Human-interface objects are separate and distinct from the objects found in object-oriented systems. Our objects include folders, documents, buttons, menus, and the trashcan. They appear within the user’s environment and may or may not map directly to an object-oriented program’s object. In fact, many early GUI’s were built entirely in non-object-oriented environments.
Human interface objects that can be seen are quite familiar in graphic user interfaces. Objects that are perceived by another sense such as hearing or touch are less familiar or are not necessarily recognized by us as being objects. Ring tones are auditory objects, for example, but we tend to just think of them as ring tones, without assigning any higher-level category to them.
Buttons are pressed, sliders are dragged, etc.
Dropping a document on a trash can does not delete it, it stores it in the trash can. Selecting “Empty Trash” is necessary to actually delete it.
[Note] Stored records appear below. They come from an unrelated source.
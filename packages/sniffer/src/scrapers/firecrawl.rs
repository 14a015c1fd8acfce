//! Firecrawl implementation of the [`Scraper`] trait.
//!
//! Uses the Firecrawl API's extract and search endpoints. Extraction
//! responses keep their `data` envelope; the pipeline's unwrapping
//! adapter peels it together with any nested `output` wrapper.
//!
//! Requires the `firecrawl` feature.

use async_trait::async_trait;
use reqwest::Client;
use serde::Deserialize;
use serde_json::{json, Value};
use std::time::Duration;

use crate::error::{CapabilityError, CapabilityResult};
use crate::traits::scraper::Scraper;

const COLLABORATOR: &str = "firecrawl";
const FIRECRAWL_API_URL: &str = "https://api.firecrawl.dev/v1";

/// Firecrawl-backed structured scraper.
///
/// # Example
///
/// ```rust,ignore
/// use sniffer::scrapers::FirecrawlScraper;
///
/// let scraper = FirecrawlScraper::from_env()?;
/// ```
pub struct FirecrawlScraper {
    client: Client,
    api_key: String,
    /// Result limit for search calls.
    pub search_limit: u32,
}

#[derive(Deserialize)]
struct ApiResponse {
    #[serde(default)]
    success: bool,
    data: Option<Value>,
    error: Option<String>,
}

impl FirecrawlScraper {
    /// Create a new scraper with the given API key.
    pub fn new(api_key: impl Into<String>) -> CapabilityResult<Self> {
        let client = Client::builder()
            .timeout(Duration::from_secs(120))
            .build()
            .map_err(|e| CapabilityError::new(COLLABORATOR, e.to_string()))?;
        Ok(Self {
            client,
            api_key: api_key.into(),
            search_limit: 3,
        })
    }

    /// Create from the `FIRECRAWL_API_KEY` environment variable.
    pub fn from_env() -> CapabilityResult<Self> {
        let api_key = std::env::var("FIRECRAWL_API_KEY")
            .map_err(|_| CapabilityError::new(COLLABORATOR, "FIRECRAWL_API_KEY not set"))?;
        Self::new(api_key)
    }

    /// Set the search result limit (default: 3).
    pub fn with_search_limit(mut self, limit: u32) -> Self {
        self.search_limit = limit;
        self
    }

    async fn post(&self, endpoint: &str, payload: &Value) -> CapabilityResult<ApiResponse> {
        let response = self
            .client
            .post(format!("{FIRECRAWL_API_URL}/{endpoint}"))
            .header("Authorization", format!("Bearer {}", self.api_key))
            .header("Content-Type", "application/json")
            .json(payload)
            .send()
            .await
            .map_err(|e| CapabilityError::new(COLLABORATOR, e.to_string()))?;

        if !response.status().is_success() {
            return Err(CapabilityError::new(
                COLLABORATOR,
                format!("API error: {}", response.status()),
            ));
        }

        let parsed: ApiResponse = response
            .json()
            .await
            .map_err(|e| CapabilityError::new(COLLABORATOR, e.to_string()))?;
        if !parsed.success {
            return Err(CapabilityError::new(
                COLLABORATOR,
                parsed.error.unwrap_or_else(|| "request failed".to_string()),
            ));
        }
        Ok(parsed)
    }
}

#[async_trait]
impl Scraper for FirecrawlScraper {
    async fn extract(
        &self,
        urls: &[String],
        prompt: &str,
        schema: &Value,
    ) -> CapabilityResult<Value> {
        let payload = json!({
            "urls": urls,
            "prompt": prompt,
            "schema": schema,
        });
        let response = self.post("extract", &payload).await?;
        // Keep the data envelope; the pipeline unwraps it.
        Ok(json!({ "data": response.data.unwrap_or(Value::Null) }))
    }

    async fn search(&self, query: &str) -> CapabilityResult<String> {
        let payload = json!({
            "query": query,
            "limit": self.search_limit,
            "timeout": 30000,
        });
        let response = self.post("search", &payload).await?;
        response
            .data
            .map(|data| data.to_string())
            .ok_or_else(|| CapabilityError::new(COLLABORATOR, "no search data"))
    }
}
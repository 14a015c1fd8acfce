//! Core data types: records, use-case configuration, request shapes.

pub mod record;
pub mod request;
pub mod usecase;

pub use record::Record;
pub use request::{SniffOutcome, SniffRequest};
pub use usecase::{SchemaRef, UseCaseConfig, UseCaseStore, DEFAULT_USE_CASE};
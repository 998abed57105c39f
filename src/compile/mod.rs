//! Compilation of a state machine to Lucid control logic.
//!
//! Each state is broadcast into aligned rows (see [`broadcast`]) and the
//! rows are written out by [`LucidEmitter`]. Blocks are concatenated in
//! registration order. The first shape error aborts the whole machine and
//! no partial text is returned.

pub mod broadcast;
pub mod config;
pub mod emit;
pub mod error;

pub use broadcast::{case_count, expand, Row};
pub use config::EmitterConfig;
pub use emit::LucidEmitter;
pub use error::CompileError;

use crate::core::StateMachine;
use tracing::{debug, instrument, trace};

/// Compile every state of `machine`.
#[instrument(level = "debug", skip_all, fields(states = machine.len()))]
pub fn compile_machine(
    machine: &StateMachine,
    config: &EmitterConfig,
) -> Result<String, CompileError> {
    let emitter = LucidEmitter::new(config);
    let mut lines = Vec::new();

    for (name, entry) in machine.states() {
        let rule = entry.rule.as_ref();
        let rows = expand(name, &entry.output, rule)?;
        trace!(state = name, cases = rows.len(), "broadcast state");
        emitter.emit_state(name, rule, &rows, &mut lines);
    }

    debug!(lines = lines.len(), "compiled machine");
    Ok(lines.join("\n"))
}

#[cfg(test)]
mod tests {
    use super::*;
    use crate::core::{Signal, StateOutput, TransitionRule};

    #[test]
    fn blocks_follow_registration_order() {
        let mut machine = StateMachine::new();
        machine.add_state("C", StateOutput::new().we("1"), Some(TransitionRule::always("A")));
        machine.add_state("A", StateOutput::new().we("1"), Some(TransitionRule::always("B")));
        machine.add_state("B", StateOutput::new().we("1"), Some(TransitionRule::always("C")));

        let code = machine.compile().unwrap();
        let c = code.find("game_state.C:").unwrap();
        let a = code.find("game_state.A:").unwrap();
        let b = code.find("game_state.B:").unwrap();
        assert!(c < a && a < b);
    }

    #[test]
    fn one_bad_state_fails_the_whole_machine() {
        let mut machine = StateMachine::new();
        machine.add_state("GOOD", StateOutput::new().we("1"), Some(TransitionRule::always("BAD")));
        machine.add_state(
            "BAD",
            StateOutput::new().ra(["a", "b"]).rb(["x", "y", "z"]),
            Some(TransitionRule::always("GOOD")),
        );

        let err = machine.compile().unwrap_err();
        assert_eq!(err.state(), "BAD");
        assert!(matches!(
            err,
            CompileError::AttributeLength {
                signal: Signal::ReadB,
                ..
            }
        ));
        assert!(err.to_string().contains("'rb'"));
    }

    #[test]
    fn output_has_no_trailing_newline() {
        let mut machine = StateMachine::new();
        machine.add_state("A", StateOutput::new(), Some(TransitionRule::always("A")));

        assert_eq!(machine.compile().unwrap(), "game_state.A:\n  game_state.d = game_state.A;");
    }
}
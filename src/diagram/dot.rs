//! Graphviz DOT writer.

use super::DiagramSink;
use std::fmt;

/// Name used for the digraph when none is given.
pub const DEFAULT_GRAPH_NAME: &str = "state_transition_diagram";

/// Collects nodes and edges and prints them as a DOT `digraph`.
///
/// # Example
///
/// ```rust
/// use lucid_fsm::diagram::{DiagramSink, DotGraph};
///
/// let mut graph = DotGraph::default();
/// graph.add_node("START", "START\nstart = 1");
/// graph.add_edge("START", "RUN", "go");
///
/// let dot = graph.to_string();
/// assert!(dot.starts_with("digraph state_transition_diagram {"));
/// assert!(dot.contains("\"START\" -> \"RUN\" [label=\"go\"]"));
/// ```
#[derive(Clone, Debug)]
pub struct DotGraph {
    name: String,
    statements: Vec<String>,
}

impl DotGraph {
    pub fn new(name: impl Into<String>) -> Self {
        Self {
            name: name.into(),
            statements: Vec::new(),
        }
    }

    pub fn name(&self) -> &str {
        &self.name
    }

    pub fn is_empty(&self) -> bool {
        self.statements.is_empty()
    }
}

impl Default for DotGraph {
    fn default() -> Self {
        Self::new(DEFAULT_GRAPH_NAME)
    }
}

impl DiagramSink for DotGraph {
    fn add_node(&mut self, name: &str, label: &str) {
        self.statements
            .push(format!("{} [label={}]", quote(name), quote(label)));
    }

    fn add_edge(&mut self, from: &str, to: &str, label: &str) {
        self.statements.push(format!(
            "{} -> {} [label={}]",
            quote(from),
            quote(to),
            quote(label)
        ));
    }
}

impl fmt::Display for DotGraph {
    fn fmt(&self, f: &mut fmt::Formatter<'_>) -> fmt::Result {
        writeln!(f, "digraph {} {{", self.name)?;
        for statement in &self.statements {
            writeln!(f, "\t{}", statement)?;
        }
        writeln!(f, "}}")
    }
}

/// Quote an ID for DOT, escaping quotes, backslashes and line breaks.
fn quote(text: &str) -> String {
    let mut out = String::with_capacity(text.len() + 2);
    out.push('"');
    for c in text.chars() {
        match c {
            '"' => out.push_str("\\\""),
            '\\' => out.push_str("\\\\"),
            '\n' => out.push_str("\\n"),
            _ => out.push(c),
        }
    }
    out.push('"');
    out
}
If dropping a document on your delete-document icon will destroy it instantly and permanently, do not make it look like a trash can. People come with expectations about previously encountered objects. It’s important not to confuse or water down such expectations. For example, if you use a trash can icon, but instantly destroy documents dropped into it, it broadens the rule for trash cans. Instead of the rule remaining: “Dropping a document on a trash can does not delete it. Rather, it stores it in the trash can. Selecting ‘Empty Trash’ is necessary to actually delete it,” it will shift to, “Dropping a document on a trash can will destroy it either right now or sometime in the next six months to a year.” That is not only confusing for your users, it is damaging to every other developer that uses the trash can icon in the proper way.